Background
Hypertension and diabetes mellitus (DM) are major risk factors for the cardiovascular disease. In this retrospective cohort study, we compared the long‐term clinical outcomes between antecedent hypertension and DM in acute myocardial infarction (AMI) patients after stent implantation.
Methods
A total of 32 938 eligible AMI patients were enrolled and divided into the four groups according to the presence or absence of hypertension and DM (hypertension −/DM −[group A, 13 773 patients], hypertension +/DM −[group B, 10 395 patients], hypertension −/DM + [group C, 3050 patients], and hypertension +/DM + [group D, 5720 patients]).

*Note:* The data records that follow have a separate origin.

use std::rc::Rc;

use chrono::prelude::*;
use clap::Args;
use jeopardy_core::protocol::{DEFAULT_API_BASE, DEFAULT_CATEGORY_POOL_SIZE};
use jeopardy_core::{
    Board, BoardConfig, CellKey, Controller, MemorySource, RevealState, Sampler, view,
};
use wasm_bindgen_futures::spawn_local;
use yew::prelude::*;

use crate::api::{JServiceSource, Source, demo_categories};
use crate::utils::*;

#[derive(Args, Properties, Debug, Clone, PartialEq)]
pub(crate) struct GameProps {
    /// Seed for the first board instead of a random one
    #[arg(short, long)]
    pub seed: Option<u64>,

    /// Categories per board
    #[arg(long, default_value_t = BoardConfig::NUM_CATEGORIES)]
    pub categories: usize,

    /// Clues per category
    #[arg(long, default_value_t = BoardConfig::NUM_QUESTIONS_PER_CAT)]
    pub clues: usize,

    /// Base URL of the jService API
    #[arg(long, default_value = DEFAULT_API_BASE)]
    pub api_base: String,

    /// Number of categories the API can list by offset
    #[arg(long, default_value_t = DEFAULT_CATEGORY_POOL_SIZE)]
    pub pool_size: u32,

    /// Give up picking categories after this many requests
    #[arg(long, default_value_t = BoardConfig::MAX_CATEGORY_ATTEMPTS)]
    pub max_attempts: u32,

    /// Per-request timeout in milliseconds
    #[arg(long, default_value_t = 10_000)]
    pub timeout_ms: u32,

    /// Play with the bundled categories instead of the API
    #[arg(long)]
    pub offline: bool,
}

impl GameProps {
    pub(crate) fn board_config(&self) -> BoardConfig {
        BoardConfig::new(self.categories, self.clues)
            .with_pool_size(self.pool_size)
            .with_max_attempts(self.max_attempts)
    }

    fn source(&self) -> (Source, BoardConfig) {
        let config = self.board_config();
        if !self.offline {
            let source = JServiceSource::new(self.api_base.clone(), self.timeout_ms);
            return (Source::Remote(source), config);
        }

        let categories = demo_categories().unwrap_or_else(|err| {
            log::error!("bundled categories are unreadable: {}", err);
            Vec::new()
        });
        let source = MemorySource::new(categories);
        let config = config.with_pool_size(source.pool_size());
        (Source::Offline(source), config)
    }
}

pub(crate) enum Msg {
    Start,
    Loaded(jeopardy_core::Result<Board>),
    Reveal(CellKey),
}

fn cell_class(cell: &view::BodyCell<'_>) -> Classes {
    use RevealState::*;
    let mut class = classes!(
        "clue",
        match cell.state {
            Hidden => classes!("hidden"),
            Question => classes!("question"),
            Answer => classes!("answer", "answered"),
        }
    );
    if !cell.is_clickable() {
        class.push("locked");
    }
    class
}

#[derive(Properties, Clone, PartialEq)]
struct ClueCellProps {
    cell: CellKey,
    class: Classes,
    text: String,
    callback: Callback<CellKey>,
}

#[function_component(ClueCell)]
fn clue_cell(props: &ClueCellProps) -> Html {
    let ClueCellProps {
        cell,
        class,
        text,
        callback,
    } = props.clone();

    let onclick = Callback::from(move |_: MouseEvent| {
        log::trace!("({}, {}) click", cell.row, cell.column);
        callback.emit(cell);
    });

    html! {
        <td {class} {onclick}><div><p>{text}</p></div></td>
    }
}

#[derive(Debug)]
pub(crate) struct GameView {
    controller: Controller,
    source: Rc<Source>,
    config: BoardConfig,
    first_seed: Option<u64>,
    load_started_at: Option<DateTime<Utc>>,
}

impl GameView {
    fn start(&mut self, ctx: &Context<Self>) -> bool {
        let seed = self.first_seed.unwrap_or_else(js_random_seed);
        let sampler = Sampler::seeded(seed);
        let Some(build) = self
            .controller
            .start(Rc::clone(&self.source), sampler, self.config)
        else {
            return false;
        };

        log::debug!("seed: {}", seed);
        self.first_seed = None;
        self.load_started_at = Some(utc_now());

        let link = ctx.link().clone();
        spawn_local(async move {
            link.send_message(Msg::Loaded(build.await));
        });
        true
    }

    fn view_board(&self, ctx: &Context<Self>, board: &Board) -> Html {
        let callback = ctx.link().callback(Msg::Reveal);
        html! {
            <table id="jeopardy">
                <thead>
                    <tr>
                        { for view::header(board).map(|cell| html! { <th>{cell.title.to_string()}</th> }) }
                    </tr>
                </thead>
                <tbody>
                    {
                        for view::body(board).into_iter().map(|row| html! {
                            <tr>
                                {
                                    for row.into_iter().map(|cell| html! {
                                        <ClueCell
                                            cell={cell.key}
                                            class={cell_class(&cell)}
                                            text={cell.text.to_string()}
                                            callback={callback.clone()}
                                        />
                                    })
                                }
                            </tr>
                        })
                    }
                </tbody>
            </table>
        }
    }
}

impl Component for GameView {
    type Message = Msg;
    type Properties = GameProps;

    fn create(ctx: &Context<Self>) -> Self {
        let (source, config) = ctx.props().source();
        if let Err(err) = config.validate() {
            log::warn!("board settings will not build: {}", err);
        }
        Self {
            controller: Controller::new(),
            source: Rc::new(source),
            config,
            first_seed: ctx.props().seed,
            load_started_at: None,
        }
    }

    fn update(&mut self, ctx: &Context<Self>, msg: Self::Message) -> bool {
        use Msg::*;

        match msg {
            Start => self.start(ctx),
            Loaded(result) => {
                if let Some(started_at) = self.load_started_at.take() {
                    let elapsed = utc_now() - started_at;
                    log::info!("board load took {} ms", elapsed.num_milliseconds());
                }
                self.controller.finish(result)
            }
            Reveal(cell) => match self.controller.reveal(cell) {
                Ok(outcome) => {
                    log::debug!("reveal {:?}: {:?}", cell, outcome);
                    outcome.has_update()
                }
                Err(err) => {
                    log::warn!("ignored click: {}", err);
                    false
                }
            },
        }
    }

    fn view(&self, ctx: &Context<Self>) -> Html {
        let loading = self.controller.is_loading();
        let label = self.controller.control_label();
        let cb_start = ctx.link().callback(|e: MouseEvent| {
            e.stop_propagation();
            Msg::Start
        });

        html! {
            <div class="jeopardy">
                <nav>
                    <button
                        id="start"
                        class={classes!(loading.then_some("loading"))}
                        disabled={loading}
                        onclick={cb_start}
                    >
                        {label}
                    </button>
                    {
                        for self.controller.board().into_iter().map(|board| html! {
                            <aside class={classes!(board.is_complete().then_some("complete"))}>
                                {format!("{}/{}", board.answered_count(), board.rows() * board.columns())}
                            </aside>
                        })
                    }
                </nav>
                <div class="loader" hidden={!loading}/>
                {
                    for self.controller.error().into_iter().map(|err| html! {
                        <p class="error" role="alert">{err.to_string()}</p>
                    })
                }
                {
                    for self.controller.board().into_iter().map(|board| self.view_board(ctx, board))
                }
            </div>
        }
    }
}

#[cfg(test)]
mod tests {
    use super::*;

    fn props() -> GameProps {
        GameProps {
            seed: None,
            categories: 6,
            clues: 5,
            api_base: DEFAULT_API_BASE.to_string(),
            pool_size: DEFAULT_CATEGORY_POOL_SIZE,
            max_attempts: BoardConfig::MAX_CATEGORY_ATTEMPTS,
            timeout_ms: 10_000,
            offline: false,
        }
    }

    #[test]
    fn cell_class_marks_answered_cells_locked() {
        let cell = |state| view::BodyCell {
            key: CellKey::new(0, 0),
            state,
            text: view::PLACEHOLDER,
        };

        assert_eq!(
            cell_class(&cell(RevealState::Hidden)),
            classes!("clue", "hidden")
        );
        assert_eq!(
            cell_class(&cell(RevealState::Question)),
            classes!("clue", "question")
        );
        assert_eq!(
            cell_class(&cell(RevealState::Answer)),
            classes!("clue", "answer", "answered", "locked")
        );
    }

    #[test]
    fn remote_source_keeps_configured_pool() {
        let (source, config) = props().source();

        assert!(matches!(source, Source::Remote(_)));
        assert_eq!(config, BoardConfig::default());
    }

    #[test]
    fn offline_source_sizes_pool_to_bundled_categories() {
        let (source, config) = GameProps {
            offline: true,
            ..props()
        }
        .source();

        let Source::Offline(memory) = source else {
            panic!("expected offline source");
        };
        assert_eq!(config.category_pool_size, memory.pool_size());
        assert_eq!(config.validate(), Ok(()));
    }
}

The clinical endpoint was the cumulative incidence of major adverse cardiac events (MACEs) defined as all‐cause death, recurrent myocardial infarction (Re‐MI) and any repeat revascularization during the 2‐year follow‐up period.
Results
After adjustment, the cumulative incidence of MACEs (adjusted hazard ratio [aHR], 1.232; 95% confidence interval [CI], 0.982‐1.567; P = .071), all‐cause death, and e‐MI Re‐MI were similar between the group B and C. However, the cumulative incidences of any repeat revascularization (aHR, 1.438; 95% CI, 1.062‐1.997; P = .007), target lesion revascularization (TLR) (aHR, 2.467; 95% CI, 1.552‐3.922; P < .001), and target vessel revascularization (TVR) (aHR, 1.671; 95% CI, 1.256‐2.222; P < .001) were significantly higher in group C compared with group B.
Conclusions
This large number of a nonrandomized and multicenter cohort study clearly demonstrated the detrimental impacts of the hypertension and diabetes on long‐term clinical outcomes. Moreover, higher incidence of repeat revascularization after PCI in diabetic AMI patients a major concern until recently.